Se santiguó la vieja. Era una viuda parlanchina y regordeta, que vivía con una hija solterona. Oía dos misas diarias en San Ginés y aseguraba que todos los revolucionarios eran unos herejes.

– ¡No me diga que no está al tanto de lo que pasa! ¿Es que no lo sabe? Jaime Astarloa enarcó una ceja, cortésmente interesado. -Cuénteme, doña Rosa.

Bajó la portera el tono, mirando desconfiada a su alrededor, como si las paredes tuviesen oídos.

– Don Juan Prim desembarcó ayer en Cádiz, y dicen que la Escuadra se ha sublevado… ¡Así le pagan a nuestra pobre reina su bondad!

Subió el maestro de armas por la calle Mayor hacia la Puerta del Sol, camino del café Progreso. Aun sin el informe de la portera, hubiera sido evidente que algo grave ocurría. Grupos alborotados comentaban en corrillos los acontecimientos, y una veintena de curiosos observaban de lejos a un piquete que montaba guardia en la esquina de la calle Postas. Los soldados, con el ros sobre el rapado cogote y la bayoneta en la boca del fusil, estaban bajo el mando de un barbudo oficial de fiero semblante, que se paseaba arriba y abajo con la mano apoyada en la empuñadura del sable. Los sorches eran muy jóvenes y se daban aires de importancia disfrutando de la expectación que su presencia suscitaba. Un caballero de buen aspecto pasó junto a don Jaime y se acercó al teniente.

– ¿Se sabe algo?

Contoneóse el mílite con digna fanfarronería. -Yo cumplo órdenes de la superioridad. Circule.

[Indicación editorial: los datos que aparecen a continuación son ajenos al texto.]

use std::fmt;

use super::DnsSecError;
use crate::dns::enums::{DNSResourceClass, DNSResourceType};
use crate::dns::rdata::{DnskeyRecord, DsRecord};
use crate::dns::resource::DNSResource;

/// Records sharing one owner name and type, in the order received.
#[derive(Clone, Debug, PartialEq, Eq)]
pub struct RecordSet {
    owner: String,
    rtype: DNSResourceType,
    records: Vec<DNSResource>,
}

impl RecordSet {
    /// Group `records`; all must carry the same owner (case-insensitive) and
    /// type. Returns `Ok(None)` for an empty input.
    pub fn from_records(records: Vec<DNSResource>) -> Result<Option<Self>, DnsSecError> {
        let Some(first) = records.first() else {
            return Ok(None);
        };
        let owner = first.owner();
        let rtype = first.rtype;

        for rr in &records[1..] {
            let other = rr.owner();
            if other != owner {
                return Err(DnsSecError::MixedOwners(owner, other));
            }
            if rr.rtype != rtype {
                return Err(DnsSecError::MissingRecords(rtype));
            }
        }

        Ok(Some(Self {
            owner,
            rtype,
            records,
        }))
    }

    /// Lowercased owner name with trailing dot.
    pub fn owner(&self) -> &str {
        &self.owner
    }

    pub fn rtype(&self) -> DNSResourceType {
        self.rtype
    }

    pub fn rclass(&self) -> DNSResourceClass {
        self.records
            .first()
            .map(|rr| rr.rclass)
            .unwrap_or(DNSResourceClass::IN)
    }

    pub fn records(&self) -> &[DNSResource] {
        &self.records
    }

    pub fn len(&self) -> usize {
        self.records.len()
    }

    pub fn is_empty(&self) -> bool {
        self.records.is_empty()
    }

    pub fn dnskeys(&self) -> impl Iterator<Item = &DnskeyRecord> {
        self.records.iter().filter_map(|rr| rr.as_dnskey())
    }

    pub fn ds_records(&self) -> impl Iterator<Item = &DsRecord> {
        self.records.iter().filter_map(|rr| rr.as_ds())
    }
}

impl fmt::Display for RecordSet {
    fn fmt(&self, f: &mut fmt::Formatter<'_>) -> fmt::Result {
        for (i, rr) in self.records.iter().enumerate() {
            if i > 0 {
                writeln!(f)?;
            }
            write!(f, "{}", rr)?;
        }
        Ok(())
    }
}
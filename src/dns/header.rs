use bitstream_io::{BitRead, BitReader, BitWrite, BitWriter, Endianness};

use super::{ParseError, common::PacketComponent};

/// Size of the fixed DNS header on the wire.
pub const HEADER_LEN: usize = 12;

#[derive(Clone, Debug, Default, PartialEq, Eq)]
pub struct DNSHeader {
    pub id: u16,
    pub qr: bool,
    pub opcode: u8,
    pub aa: bool,
    pub tc: bool,
    pub rd: bool,
    pub ra: bool,
    /// Z, AD and CD bits, in that order
    pub z: u8,
    pub rcode: u8,
    pub qdcount: u16,
    pub ancount: u16,
    pub nscount: u16,
    pub arcount: u16,
}

impl DNSHeader {
    const AD_BIT: u8 = 0b010;
    const CD_BIT: u8 = 0b001;

    pub fn ad(&self) -> bool {
        self.z & Self::AD_BIT != 0
    }

    pub fn cd(&self) -> bool {
        self.z & Self::CD_BIT != 0
    }

    pub fn set_cd(&mut self, value: bool) {
        if value {
            self.z |= Self::CD_BIT;
        } else {
            self.z &= !Self::CD_BIT;
        }
    }
}

impl PacketComponent for DNSHeader {
    fn write<E: Endianness>(
        &self,
        writer: &mut BitWriter<&mut Vec<u8>, E>,
    ) -> Result<(), ParseError> {
        writer.write_var::<u16>(16, self.id)?;
        writer.write_var::<u8>(1, self.qr as u8)?;
        writer.write_var::<u8>(4, self.opcode)?;
        writer.write_var::<u8>(1, self.aa as u8)?;
        writer.write_var::<u8>(1, self.tc as u8)?;
        writer.write_var::<u8>(1, self.rd as u8)?;
        writer.write_var::<u8>(1, self.ra as u8)?;
        writer.write_var::<u8>(3, self.z)?;
        writer.write_var::<u8>(4, self.rcode)?;
        writer.write_var::<u16>(16, self.qdcount)?;
        writer.write_var::<u16>(16, self.ancount)?;
        writer.write_var::<u16>(16, self.nscount)?;
        writer.write_var::<u16>(16, self.arcount)?;
        Ok(())
    }

    fn read_with_buffer<E: Endianness>(
        &mut self,
        reader: &mut BitReader<&[u8], E>,
        packet_buf: &[u8],
        offset: &mut usize,
    ) -> Result<(), ParseError> {
        if packet_buf.len() < HEADER_LEN {
            return Err(ParseError::InvalidHeader);
        }
        self.id = reader.read_var::<u16>(16)?;
        self.qr = reader.read_var::<u8>(1)? == 1;
        self.opcode = reader.read_var::<u8>(4)?;
        self.aa = reader.read_var::<u8>(1)? == 1;
        self.tc = reader.read_var::<u8>(1)? == 1;
        self.rd = reader.read_var::<u8>(1)? == 1;
        self.ra = reader.read_var::<u8>(1)? == 1;
        self.z = reader.read_var::<u8>(3)?;
        self.rcode = reader.read_var::<u8>(4)?;
        self.qdcount = reader.read_var::<u16>(16)?;
        self.ancount = reader.read_var::<u16>(16)?;
        self.nscount = reader.read_var::<u16>(16)?;
        self.arcount = reader.read_var::<u16>(16)?;
        *offset += HEADER_LEN;
        Ok(())
    }
}
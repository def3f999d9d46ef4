pub mod common;
pub mod constants;
pub mod edns;
pub mod enums;
pub mod header;
pub mod question;
pub mod rdata;
pub mod resource;

use bitstream_io::{BigEndian, BitReader, BitWrite, BitWriter};
use common::{PacketComponent, fqdn_to_labels};
use constants::DNSRcode;
use edns::EdnsOpt;
use enums::{DNSResourceClass, DNSResourceType};
use header::DNSHeader;
use question::DNSQuestion;
use rdata::RData;
use resource::DNSResource;
use std::net::Ipv4Addr;
use tracing::{debug, trace};

#[derive(Clone, Debug, Default, PartialEq, Eq)]
pub struct DNSPacket {
    pub header: DNSHeader,
    pub questions: Vec<DNSQuestion>,
    pub answers: Vec<DNSResource>,
    pub authorities: Vec<DNSResource>,
    pub resources: Vec<DNSResource>,
    /// EDNS0 OPT record if present (extracted from additional records)
    pub edns: Option<EdnsOpt>,
}

#[derive(Debug, Clone, PartialEq, Eq, thiserror::Error)]
pub enum ParseError {
    #[error("Invalid DNS header")]
    InvalidHeader,
    #[error("Invalid DNS label")]
    InvalidLabel,
    #[error("DNS name too long")]
    NameTooLong,
    #[error("Compression pointer loop")]
    CompressionLoop,
    #[error("Invalid rdata: {0}")]
    InvalidRdata(&'static str),
    #[error("Trailing bytes after last record")]
    TrailingData,
    #[error("Invalid bit stream: {0}")]
    InvalidBitStream(String),
}

impl From<std::io::Error> for ParseError {
    fn from(e: std::io::Error) -> Self {
        ParseError::InvalidBitStream(e.to_string())
    }
}

impl DNSPacket {
    /// Build an iterative query: RD clear, CD set, EDNS0 with the DO bit.
    pub fn query(id: u16, name: &str, qtype: DNSResourceType, payload_size: u16) -> Self {
        let mut packet = DNSPacket {
            header: DNSHeader {
                id,
                qdcount: 1,
                ..Default::default()
            },
            questions: vec![DNSQuestion {
                labels: fqdn_to_labels(name),
                qtype,
                qclass: DNSResourceClass::IN,
            }],
            ..Default::default()
        };
        packet.header.set_cd(true);
        packet.add_edns(payload_size, true);
        packet
    }

    pub fn parse(buf: &[u8]) -> Result<Self, ParseError> {
        trace!("Parsing DNS packet, size: {} bytes", buf.len());
        let mut reader = BitReader::<_, BigEndian>::new(buf);
        let mut offset = 0;
        let mut packet = DNSPacket::default();
        packet.header.read_with_buffer(&mut reader, buf, &mut offset)?;

        for _ in 0..packet.header.qdcount {
            let mut question = DNSQuestion::default();
            question.read_with_buffer(&mut reader, buf, &mut offset)?;
            packet.questions.push(question);
        }

        for _ in 0..packet.header.ancount {
            let mut answer = DNSResource::default();
            answer.read_with_buffer(&mut reader, buf, &mut offset)?;
            packet.answers.push(answer);
        }

        for _ in 0..packet.header.nscount {
            let mut authority = DNSResource::default();
            authority.read_with_buffer(&mut reader, buf, &mut offset)?;
            packet.authorities.push(authority);
        }

        for _ in 0..packet.header.arcount {
            let mut resource = DNSResource::default();
            resource.read_with_buffer(&mut reader, buf, &mut offset)?;

            if resource.rtype == DNSResourceType::OPT && resource.labels.iter().all(|l| l.is_empty())
            {
                let edns = EdnsOpt::parse_from_resource(
                    resource.rclass.into(),
                    resource.ttl,
                    &resource.rdata,
                )?;
                trace!(
                    "EDNS0: payload={}, do={}",
                    edns.udp_payload_size,
                    edns.do_flag()
                );
                packet.edns = Some(edns);
                continue;
            }

            packet.resources.push(resource);
        }

        if offset != buf.len() {
            return Err(ParseError::TrailingData);
        }

        debug!(
            "Parsed DNS packet id={} rcode={} answers={} authorities={} additional={}",
            packet.header.id,
            DNSRcode::name(packet.header.rcode),
            packet.answers.len(),
            packet.authorities.len(),
            packet.resources.len()
        );
        Ok(packet)
    }

    pub fn serialize(&self) -> Result<Vec<u8>, ParseError> {
        let mut buf = Vec::new();
        let mut writer: BitWriter<&mut Vec<u8>, BigEndian> = BitWriter::new(&mut buf);

        let mut header = self.header.clone();
        header.qdcount = self.questions.len() as u16;
        header.ancount = self.answers.len() as u16;
        header.nscount = self.authorities.len() as u16;
        header.arcount = self.resources.len() as u16 + self.edns.is_some() as u16;
        header.write(&mut writer)?;

        for question in &self.questions {
            question.write(&mut writer)?;
        }
        for record in self
            .answers
            .iter()
            .chain(&self.authorities)
            .chain(&self.resources)
        {
            record.write(&mut writer)?;
        }

        if let Some(edns) = &self.edns {
            let (udp_payload_size, ttl, rdata) = edns.to_resource_format();
            writer.write_var::<u8>(8, 0)?;
            writer.write_var::<u16>(16, DNSResourceType::OPT.into())?;
            writer.write_var::<u16>(16, udp_payload_size)?;
            writer.write_var::<u32>(32, ttl)?;
            writer.write_var::<u16>(16, rdata.len() as u16)?;
            writer.write_bytes(&rdata)?;
        }

        Ok(buf)
    }

    pub fn add_edns(&mut self, payload_size: u16, do_flag: bool) {
        let mut edns = EdnsOpt::with_payload_size(payload_size);
        edns.set_do_flag(do_flag);
        self.edns = Some(edns);
    }

    /// Check if DNSSEC is requested (DO flag)
    pub fn dnssec_requested(&self) -> bool {
        self.edns.as_ref().map(|edns| edns.do_flag()).unwrap_or(false)
    }

    /// Authoritative negative answer: NXDOMAIN, or NODATA signalled by an
    /// SOA in the authority section with nothing in the answer section.
    pub fn is_negative(&self) -> bool {
        self.header.rcode == DNSRcode::NXDOMAIN
            || (self.answers.is_empty()
                && self
                    .authorities
                    .iter()
                    .any(|rr| rr.rtype == DNSResourceType::SOA))
    }

    /// Rcodes other than NOERROR and NXDOMAIN mean the server could not
    /// help; the caller moves on to another server.
    pub fn is_server_failure(&self) -> bool {
        !matches!(self.header.rcode, DNSRcode::NOERROR | DNSRcode::NXDOMAIN)
    }

    /// Zone a referral points at: owner of the first NS record in the
    /// authority section.
    pub fn referral_zone(&self) -> Option<String> {
        self.authorities
            .iter()
            .find(|rr| rr.rtype == DNSResourceType::NS)
            .map(|rr| rr.owner())
    }

    /// IPv4 glue from the additional section, in the order received.
    pub fn glue_addresses(&self) -> Vec<Ipv4Addr> {
        self.resources
            .iter()
            .filter_map(|rr| match &rr.parsed_rdata {
                Some(RData::A(ip)) => Some(*ip),
                _ => None,
            })
            .collect()
    }
}

#[cfg(test)]
mod test {
    use super::*;

    #[test]
    fn test_query_roundtrip() {
        let query = DNSPacket::query(0x4242, "example.com.", DNSResourceType::DNSKEY, 1232);
        let wire = query.serialize().unwrap();
        let parsed = DNSPacket::parse(&wire).unwrap();

        assert_eq!(parsed.header.id, 0x4242);
        assert!(!parsed.header.rd);
        assert!(parsed.header.cd());
        assert!(parsed.dnssec_requested());
        assert_eq!(parsed.questions[0].name(), "example.com.");
        assert_eq!(parsed.questions[0].qtype, DNSResourceType::DNSKEY);
        assert_eq!(parsed.edns.as_ref().unwrap().payload_size(), 1232);
    }

    #[test]
    fn test_parse_compressed_response() {
        // Hand-assembled response for example.com A with a compressed answer
        let mut wire = vec![
            0x12, 0x34, 0x84, 0x00, 0x00, 0x01, 0x00, 0x01, 0x00, 0x00, 0x00, 0x00,
        ];
        common::write_name(&mut wire, "example.com.", false);
        wire.extend_from_slice(&[0x00, 0x01, 0x00, 0x01]);
        wire.extend_from_slice(&[0xC0, 0x0C, 0x00, 0x01, 0x00, 0x01]);
        wire.extend_from_slice(&300u32.to_be_bytes());
        wire.extend_from_slice(&[0x00, 0x04, 93, 184, 216, 34]);

        let packet = DNSPacket::parse(&wire).unwrap();
        assert!(packet.header.aa);
        assert_eq!(packet.answers.len(), 1);
        assert_eq!(packet.answers[0].name(), "example.com.");
        assert_eq!(
            packet.answers[0].parsed_rdata,
            Some(RData::A(Ipv4Addr::new(93, 184, 216, 34)))
        );
    }

    #[test]
    fn test_truncated_packet_rejected() {
        let query = DNSPacket::query(1, "example.com.", DNSResourceType::A, 4096);
        let wire = query.serialize().unwrap();
        assert!(DNSPacket::parse(&wire[..wire.len() - 3]).is_err());
    }

    #[test]
    fn test_trailing_bytes_rejected() {
        let query = DNSPacket::query(1, "example.com.", DNSResourceType::A, 4096);
        let mut wire = query.serialize().unwrap();
        wire.push(0);
        assert_eq!(DNSPacket::parse(&wire), Err(ParseError::TrailingData));
    }

    #[test]
    fn test_negative_and_failure_detection() {
        let mut packet = DNSPacket::default();
        assert!(!packet.is_negative());
        packet.header.rcode = DNSRcode::NXDOMAIN;
        assert!(packet.is_negative());
        assert!(!packet.is_server_failure());
        packet.header.rcode = DNSRcode::SERVFAIL;
        assert!(packet.is_server_failure());
    }
}
//! DNSSEC-validating iterative resolution.
//!
//! [`Resolver::resolve`] tries each root server in turn. At the root it checks
//! the DNSKEY set against the trust anchor and the referral's DS set against
//! the root keys, then hands the walk to [`walker::DelegationWalker`]. Any of
//! those failing, a referral without DS included, abandons that root. The
//! zone that finally answers has its keys bound to the parent's DS before the
//! answer's own signature is checked. CNAME answers restart resolution for
//! the target, a bounded number of times.

pub mod walker;

use std::collections::HashSet;
use std::net::SocketAddr;
use std::sync::Arc;
use thiserror::Error;
use tracing::{debug, info, warn};

use crate::config::ResolverConfig;
use crate::dns::common::normalize_name;
use crate::dns::enums::DNSResourceType;
use crate::dnssec::{
    CryptoVerifier, DnsSecError, KeySet, RecordSet, ResponseClassifier, RingVerifier,
    TrustAnchor, TrustChainValidator, TrustedZone,
};
use crate::error::TransportError;
use crate::transport::{DnsResponse, Transport, UdpTransport};
use walker::{DelegationState, DelegationWalker, WalkError, WalkOutcome, chain_failure};

pub const DEFAULT_MAX_HOPS: usize = 16;
pub const DEFAULT_MAX_REDIRECTIONS: usize = 8;

/// Coarse result kind, one per CLI exit status.
#[derive(Clone, Copy, Debug, PartialEq, Eq)]
pub enum Status {
    NoError,
    NoDnssec,
    VerifyFail,
    NoAnswer,
    UnknownError,
}

impl Status {
    pub fn exit_code(self) -> i32 {
        match self {
            Status::NoError => 0,
            Status::NoDnssec => 1,
            Status::VerifyFail => 2,
            Status::UnknownError => 3,
            Status::NoAnswer => 4,
        }
    }
}

#[derive(Clone, Debug, PartialEq, Eq)]
pub enum ResolutionOutcome {
    /// Validated records of the requested type
    Answer(RecordSet),
    /// Some zone on the path is unsigned
    NoDnssec,
    /// DNSSEC material was present and did not validate
    VerifyFail(DnsSecError),
    /// The authoritative server says the name or type does not exist
    NoAnswer,
    UnknownError,
}

impl ResolutionOutcome {
    pub fn status(&self) -> Status {
        match self {
            ResolutionOutcome::Answer(_) => Status::NoError,
            ResolutionOutcome::NoDnssec => Status::NoDnssec,
            ResolutionOutcome::VerifyFail(_) => Status::VerifyFail,
            ResolutionOutcome::NoAnswer => Status::NoAnswer,
            ResolutionOutcome::UnknownError => Status::UnknownError,
        }
    }
}

/// Everything one call to [`Resolver::resolve`] produced.
#[derive(Clone, Debug)]
pub struct Resolution {
    pub outcome: ResolutionOutcome,
    /// Last response received for the final name, for display
    pub response: Option<DnsResponse>,
    /// Validated CNAME sets followed on the way, in order
    pub aliases: Vec<RecordSet>,
    /// Zones whose keys were validated on the final attempt, root first
    pub chain: Vec<String>,
    /// Zones queried across all attempts
    pub hops: usize,
}

/// Why a root server was abandoned in favour of the next one.
#[derive(Error, Debug)]
enum RootError {
    #[error(transparent)]
    Transport(#[from] TransportError),
    #[error("server failure (rcode {0})")]
    ServerFailure(u8),
    #[error("root validation failed: {0}")]
    Validation(#[from] DnsSecError),
    #[error("referral without glue")]
    NoGlue,
    #[error(transparent)]
    Walk(WalkError),
}

/// How one pass for a single name ended.
enum Step {
    Done(ResolutionOutcome, Option<DnsResponse>),
    Alias {
        cnames: RecordSet,
        target: String,
    },
}

struct Attempt {
    step: Step,
    chain: Vec<String>,
    hops: usize,
}

impl Attempt {
    fn done(outcome: ResolutionOutcome, response: Option<DnsResponse>, keys: &KeySet, hops: usize) -> Self {
        Self {
            step: Step::Done(outcome, response),
            chain: keys.chain().to_vec(),
            hops,
        }
    }
}

pub struct Resolver {
    transport: Arc<dyn Transport>,
    validator: TrustChainValidator,
    anchor: TrustAnchor,
    crypto: Arc<dyn CryptoVerifier>,
    max_hops: usize,
    max_redirections: usize,
}

impl Resolver {
    pub fn new(
        transport: Arc<dyn Transport>,
        crypto: Arc<dyn CryptoVerifier>,
        anchor: TrustAnchor,
    ) -> Self {
        let validator =
            TrustChainValidator::new(&anchor, crypto.clone(), ResponseClassifier::default());
        Self {
            transport,
            validator,
            anchor,
            crypto,
            max_hops: DEFAULT_MAX_HOPS,
            max_redirections: DEFAULT_MAX_REDIRECTIONS,
        }
    }

    /// UDP transport and ring verification set up from `config`.
    pub fn from_config(config: &ResolverConfig) -> Self {
        let transport = UdpTransport::new(config.query_timeout, config.udp_payload_size);
        Self::new(
            Arc::new(transport),
            Arc::new(RingVerifier::new()),
            config.trust_anchor(),
        )
        .with_limits(config.max_hops, config.max_redirections)
    }

    pub fn with_limits(mut self, max_hops: usize, max_redirections: usize) -> Self {
        self.max_hops = max_hops;
        self.max_redirections = max_redirections;
        self
    }

    pub fn with_classifier(mut self, classifier: ResponseClassifier) -> Self {
        self.validator = TrustChainValidator::new(&self.anchor, self.crypto.clone(), classifier);
        self
    }

    pub fn trust_anchor(&self) -> &TrustAnchor {
        &self.anchor
    }

    pub async fn resolve(&self, hostname: &str, qtype: DNSResourceType) -> Resolution {
        let mut name = normalize_name(hostname);
        let mut seen_aliases = HashSet::from([name.clone()]);
        let mut aliases = Vec::new();
        let mut hops = 0;
        let mut redirections = 0;

        loop {
            info!("Resolving {} {}", name, qtype);
            let attempt = self.resolve_name(&name, qtype).await;
            hops += attempt.hops;

            let (outcome, response) = match attempt.step {
                Step::Done(outcome, response) => (outcome, response),
                Step::Alias { cnames, target } => {
                    let target = normalize_name(&target);
                    aliases.push(cnames);
                    redirections += 1;

                    if redirections > self.max_redirections {
                        warn!("More than {} CNAME redirections", self.max_redirections);
                        (ResolutionOutcome::UnknownError, None)
                    } else if !seen_aliases.insert(target.clone()) {
                        warn!("CNAME loop at {}", target);
                        (ResolutionOutcome::UnknownError, None)
                    } else {
                        debug!("{} is an alias for {}", name, target);
                        name = target;
                        continue;
                    }
                }
            };

            info!("{} {}: {:?}", name, qtype, outcome.status());
            return Resolution {
                outcome,
                response,
                aliases,
                chain: attempt.chain,
                hops,
            };
        }
    }

    /// One pass over the root servers for `name`.
    async fn resolve_name(&self, name: &str, qtype: DNSResourceType) -> Attempt {
        let mut hops = 0;
        for &root in self.anchor.root_servers() {
            let mut keys = KeySet::new();
            match self.try_root(name, qtype, root, &mut keys, &mut hops).await {
                Ok(attempt) => return attempt,
                Err(e) => warn!("Root server {} abandoned: {}", root, e),
            }
        }
        warn!("All root servers exhausted for {} {}", name, qtype);
        Attempt::done(ResolutionOutcome::UnknownError, None, &KeySet::new(), hops)
    }

    async fn try_root(
        &self,
        name: &str,
        qtype: DNSResourceType,
        root: SocketAddr,
        keys: &mut KeySet,
        hops: &mut usize,
    ) -> Result<Attempt, RootError> {
        let response = self.transport.query(name, qtype, root).await?;
        if response.packet.is_server_failure() {
            return Err(RootError::ServerFailure(response.packet.header.rcode));
        }
        let key_response = self.transport.query(".", DNSResourceType::DNSKEY, root).await?;
        if key_response.packet.is_server_failure() {
            return Err(RootError::ServerFailure(key_response.packet.header.rcode));
        }
        *hops += 1;

        let root_zone = self.verify_root(&key_response.packet)?;
        keys.insert(&root_zone);

        if !response.packet.answers.is_empty() {
            let step = self.final_step(name, qtype, &response, &root_zone)?;
            return Ok(Attempt {
                step,
                chain: keys.chain().to_vec(),
                hops: *hops,
            });
        }

        if response.packet.is_negative() {
            return Ok(Attempt::done(
                ResolutionOutcome::NoAnswer,
                Some(response),
                keys,
                *hops,
            ));
        }

        // A root referral without DS is a failure of this root, not an
        // unsigned zone.
        self.validator
            .verify_answer_or_ds(&response.packet, &root_zone, DNSResourceType::DS)?;

        let state = DelegationState::from_referral(root_zone, response.packet)
            .filter(|state| !state.candidates.is_empty())
            .ok_or(RootError::NoGlue)?;

        let mut walker =
            DelegationWalker::new(self.transport.as_ref(), &self.validator, self.max_hops);
        walker.mark_visited(".").map_err(RootError::Walk)?;
        let walked = walker.walk(name, qtype, state, keys).await;
        *hops += walker.hops();

        let step = match walked {
            Ok(WalkOutcome::Answer(response)) => match keys.last() {
                Some(zone) => match self.final_step(name, qtype, &response, &zone) {
                    Ok(step) => step,
                    Err(e) => {
                        let outcome = match chain_failure(e) {
                            WalkOutcome::VerifyFail(e) => ResolutionOutcome::VerifyFail(e),
                            _ => ResolutionOutcome::NoDnssec,
                        };
                        Step::Done(outcome, Some(response))
                    }
                },
                None => Step::Done(ResolutionOutcome::UnknownError, Some(response)),
            },
            Ok(WalkOutcome::NoDnssec) => Step::Done(ResolutionOutcome::NoDnssec, None),
            Ok(WalkOutcome::NoAnswer(response)) => {
                Step::Done(ResolutionOutcome::NoAnswer, Some(response))
            }
            Ok(WalkOutcome::VerifyFail(e)) => Step::Done(ResolutionOutcome::VerifyFail(e), None),
            Err(WalkError::LoopDetected(zone)) => {
                warn!("Delegation loop at {}", zone);
                Step::Done(ResolutionOutcome::UnknownError, None)
            }
            Err(e) => return Err(RootError::Walk(e)),
        };

        Ok(Attempt {
            step,
            chain: keys.chain().to_vec(),
            hops: *hops,
        })
    }

    /// Root DNSKEY set: anchor first, then the set's own signature.
    fn verify_root(&self, key_response: &crate::dns::DNSPacket) -> Result<TrustedZone, DnsSecError> {
        let root_keys = self
            .validator
            .classifier()
            .classify(key_response, DNSResourceType::DNSKEY)?
            .rrset
            .ok_or_else(|| DnsSecError::NoDnsKey(".".to_string()))?;
        self.validator.verify_root_keys(root_keys.dnskeys())?;

        let root_zone = self.validator.verify_dnskey_self_consistency(key_response)?;
        if root_zone.owner != "." {
            return Err(DnsSecError::PubKskMismatch);
        }
        info!("Root DNSKEY set validated against trust anchor");
        Ok(root_zone)
    }

    /// Verify an answer under the keys of the zone that served it. A
    /// validation failure is returned for the caller to classify.
    fn final_step(
        &self,
        name: &str,
        qtype: DNSResourceType,
        response: &DnsResponse,
        zone: &TrustedZone,
    ) -> Result<Step, DnsSecError> {
        let has = |rtype: DNSResourceType| {
            response
                .packet
                .answers
                .iter()
                .any(|rr| rr.rtype == rtype && rr.owner() == name)
        };

        let verify_type = if has(qtype) {
            qtype
        } else if has(DNSResourceType::CNAME) {
            DNSResourceType::CNAME
        } else {
            debug!("Answer for {} holds no {} or CNAME records", name, qtype);
            return Ok(Step::Done(ResolutionOutcome::NoAnswer, Some(response.clone())));
        };

        let rrset = self
            .validator
            .verify_final_answer(&response.packet, zone, verify_type)?;

        if verify_type == qtype {
            info!("{} {} verified under {}", name, qtype, zone.owner);
            return Ok(Step::Done(
                ResolutionOutcome::Answer(rrset),
                Some(response.clone()),
            ));
        }

        Ok(match rrset.records().first().and_then(|rr| rr.alias_target()) {
            Some(target) => Step::Alias {
                target: target.to_string(),
                cnames: rrset,
            },
            None => Step::Done(ResolutionOutcome::NoAnswer, Some(response.clone())),
        })
    }
}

Azules y solemnes, unos guardias requisaban periódicos a mozalbetes que los habían estado voceando entre la gente; se proclamaba el estado de guerra, imponiéndose la censura sobre toda noticia relacionada con la sublevación. Algunos comerciantes, avivados por la experiencia de recientes algaradas, echaban el cierre de sus tiendas e iban a engrosar los grupos de curiosos. Por Carretas brillaban los tricornios de la Guardia Civil. Se comentaba que González Bravo había presentado telegráficamente su dimisión a la reina, y que las tropas levantadas por Prim avanzaban ya sobre Madrid.

En el Progreso, la tertulia estaba al completo, y Jaime Astarloa fue puesto de inmediato al corriente de la situación. Prim había llegado a Cádiz en la noche del 18, y el 19 por la mañana, al grito de «Viva la soberanía nacional», la escuadra del Mediterráneo se había pronunciado por la revolución. El almirante Topete, a quien todos consideraban leal a la reina, estaba entre los sublevados. Las guarniciones del Sur y de Levante se sumaban una tras otra al alzamiento.

– La incógnita -explicaba Antonio Carreño- reside ahora en la actitud de la reina. Si no cede, tendremos guerra civil; porque esta vez no se trata de una vulgar intentona, caballeros. Lo sé de buena tinta. El de Reus cuenta ya con un poderoso ejército que engrosa por momentos. Y Serrano está en el ajo. Hasta se especula con ofrecerle una regencia a don Baldomero Espartero.

– Isabel II no cederá jamás -terció don Lucas Rioseco.

– Eso lo veremos -dijo Agapito Cárceles, visiblemente encantado con el curso de los acontecimientos-. De todas formas, es mejor que intente resistir.

Lo miraron todos los contertulios con extrañeza.